(Items from a data source)
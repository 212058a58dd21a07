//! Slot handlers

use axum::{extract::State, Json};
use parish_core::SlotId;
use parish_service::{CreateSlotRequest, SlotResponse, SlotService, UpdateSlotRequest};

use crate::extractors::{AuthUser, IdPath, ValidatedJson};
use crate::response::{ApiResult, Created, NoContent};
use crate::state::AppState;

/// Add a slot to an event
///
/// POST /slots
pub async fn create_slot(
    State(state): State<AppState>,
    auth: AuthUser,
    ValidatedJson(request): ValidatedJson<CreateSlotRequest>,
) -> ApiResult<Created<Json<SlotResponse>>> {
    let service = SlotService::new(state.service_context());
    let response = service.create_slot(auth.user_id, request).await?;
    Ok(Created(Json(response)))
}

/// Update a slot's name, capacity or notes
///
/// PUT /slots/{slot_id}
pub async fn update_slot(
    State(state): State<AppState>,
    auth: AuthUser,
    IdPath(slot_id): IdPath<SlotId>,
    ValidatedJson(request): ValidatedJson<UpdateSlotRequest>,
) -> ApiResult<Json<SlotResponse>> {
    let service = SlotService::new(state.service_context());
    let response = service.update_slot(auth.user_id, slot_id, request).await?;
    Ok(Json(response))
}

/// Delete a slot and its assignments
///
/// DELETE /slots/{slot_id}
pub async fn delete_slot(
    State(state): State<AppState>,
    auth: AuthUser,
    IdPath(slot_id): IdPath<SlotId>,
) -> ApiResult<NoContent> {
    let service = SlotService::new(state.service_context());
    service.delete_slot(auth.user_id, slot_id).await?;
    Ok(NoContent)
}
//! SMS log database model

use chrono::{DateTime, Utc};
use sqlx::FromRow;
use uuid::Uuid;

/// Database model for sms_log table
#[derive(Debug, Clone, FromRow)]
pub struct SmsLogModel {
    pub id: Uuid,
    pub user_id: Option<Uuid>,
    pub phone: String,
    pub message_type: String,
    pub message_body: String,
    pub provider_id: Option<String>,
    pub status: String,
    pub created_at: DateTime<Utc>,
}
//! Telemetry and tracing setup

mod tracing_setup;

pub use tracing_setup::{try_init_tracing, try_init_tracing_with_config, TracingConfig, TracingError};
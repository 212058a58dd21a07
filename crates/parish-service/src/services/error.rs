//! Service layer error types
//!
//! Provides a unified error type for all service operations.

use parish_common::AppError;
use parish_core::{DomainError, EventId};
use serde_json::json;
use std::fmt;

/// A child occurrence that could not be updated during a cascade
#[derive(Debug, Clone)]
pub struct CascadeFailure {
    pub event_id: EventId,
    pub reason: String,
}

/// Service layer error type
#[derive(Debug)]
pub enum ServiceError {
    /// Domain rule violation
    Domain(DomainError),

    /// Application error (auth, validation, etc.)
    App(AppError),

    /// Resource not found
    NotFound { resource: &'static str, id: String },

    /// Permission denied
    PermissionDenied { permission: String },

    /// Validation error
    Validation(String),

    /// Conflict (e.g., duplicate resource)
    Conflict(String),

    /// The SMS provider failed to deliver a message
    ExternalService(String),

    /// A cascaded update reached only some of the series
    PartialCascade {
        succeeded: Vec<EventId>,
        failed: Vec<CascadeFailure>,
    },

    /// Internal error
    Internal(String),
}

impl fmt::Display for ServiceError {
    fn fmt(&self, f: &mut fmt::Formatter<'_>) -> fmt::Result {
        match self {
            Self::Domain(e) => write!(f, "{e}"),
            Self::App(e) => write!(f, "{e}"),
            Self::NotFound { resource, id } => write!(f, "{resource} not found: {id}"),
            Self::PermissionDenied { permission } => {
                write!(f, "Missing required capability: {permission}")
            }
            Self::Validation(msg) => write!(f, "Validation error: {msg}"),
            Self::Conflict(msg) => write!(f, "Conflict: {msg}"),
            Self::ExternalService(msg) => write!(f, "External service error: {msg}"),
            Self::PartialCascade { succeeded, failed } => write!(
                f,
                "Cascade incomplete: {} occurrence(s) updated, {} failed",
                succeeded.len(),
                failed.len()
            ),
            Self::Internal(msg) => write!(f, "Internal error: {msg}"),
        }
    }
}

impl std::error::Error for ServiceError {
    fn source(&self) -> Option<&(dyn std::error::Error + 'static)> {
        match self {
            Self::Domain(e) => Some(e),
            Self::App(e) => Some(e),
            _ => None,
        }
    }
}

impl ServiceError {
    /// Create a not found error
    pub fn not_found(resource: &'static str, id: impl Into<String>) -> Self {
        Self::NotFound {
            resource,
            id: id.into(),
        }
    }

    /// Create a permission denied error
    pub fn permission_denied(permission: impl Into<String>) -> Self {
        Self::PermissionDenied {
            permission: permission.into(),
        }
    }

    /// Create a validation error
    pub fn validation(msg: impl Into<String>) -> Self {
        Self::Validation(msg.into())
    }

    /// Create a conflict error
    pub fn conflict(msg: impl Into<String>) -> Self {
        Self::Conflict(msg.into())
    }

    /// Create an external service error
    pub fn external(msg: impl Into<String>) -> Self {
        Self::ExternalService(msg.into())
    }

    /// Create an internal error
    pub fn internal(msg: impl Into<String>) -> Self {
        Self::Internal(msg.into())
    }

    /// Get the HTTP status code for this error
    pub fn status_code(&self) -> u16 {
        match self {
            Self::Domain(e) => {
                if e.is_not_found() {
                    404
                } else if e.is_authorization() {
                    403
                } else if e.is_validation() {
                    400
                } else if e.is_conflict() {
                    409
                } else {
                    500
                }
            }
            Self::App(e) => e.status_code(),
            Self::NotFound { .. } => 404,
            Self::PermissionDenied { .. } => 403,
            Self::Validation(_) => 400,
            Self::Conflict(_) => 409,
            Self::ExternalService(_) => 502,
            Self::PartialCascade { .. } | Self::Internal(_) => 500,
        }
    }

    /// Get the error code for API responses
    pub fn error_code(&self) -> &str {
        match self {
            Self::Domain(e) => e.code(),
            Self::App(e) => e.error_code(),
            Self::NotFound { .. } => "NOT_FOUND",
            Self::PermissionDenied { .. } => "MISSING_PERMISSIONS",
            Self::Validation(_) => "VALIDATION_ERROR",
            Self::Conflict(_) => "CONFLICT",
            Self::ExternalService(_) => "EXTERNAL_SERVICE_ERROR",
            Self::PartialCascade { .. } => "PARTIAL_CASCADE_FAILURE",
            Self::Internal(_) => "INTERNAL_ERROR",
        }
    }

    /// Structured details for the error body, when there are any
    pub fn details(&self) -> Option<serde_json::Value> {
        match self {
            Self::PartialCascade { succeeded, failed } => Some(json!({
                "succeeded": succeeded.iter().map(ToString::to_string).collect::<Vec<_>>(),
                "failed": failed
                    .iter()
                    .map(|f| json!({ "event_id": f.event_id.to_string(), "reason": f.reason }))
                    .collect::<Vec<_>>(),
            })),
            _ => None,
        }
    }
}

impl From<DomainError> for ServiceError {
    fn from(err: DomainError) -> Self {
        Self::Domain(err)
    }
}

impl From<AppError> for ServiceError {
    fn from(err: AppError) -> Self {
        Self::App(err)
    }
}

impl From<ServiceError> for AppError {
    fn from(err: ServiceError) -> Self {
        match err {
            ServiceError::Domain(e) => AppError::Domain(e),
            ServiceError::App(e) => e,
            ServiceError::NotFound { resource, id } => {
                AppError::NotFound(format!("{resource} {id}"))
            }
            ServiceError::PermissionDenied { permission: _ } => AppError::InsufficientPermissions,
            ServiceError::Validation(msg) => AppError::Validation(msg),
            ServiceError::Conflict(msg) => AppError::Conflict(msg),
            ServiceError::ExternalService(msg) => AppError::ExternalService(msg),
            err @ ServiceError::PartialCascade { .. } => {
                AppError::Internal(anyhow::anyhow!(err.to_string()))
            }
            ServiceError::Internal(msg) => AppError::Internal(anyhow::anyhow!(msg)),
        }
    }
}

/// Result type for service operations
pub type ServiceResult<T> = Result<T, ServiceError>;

- EXERCISE DIRECTIONS -
Where a line of the data above includes "DateTime", copy that line.

- FINISHED EXERCISE -
use chrono::{DateTime, Utc};
    pub created_at: DateTime<Utc>,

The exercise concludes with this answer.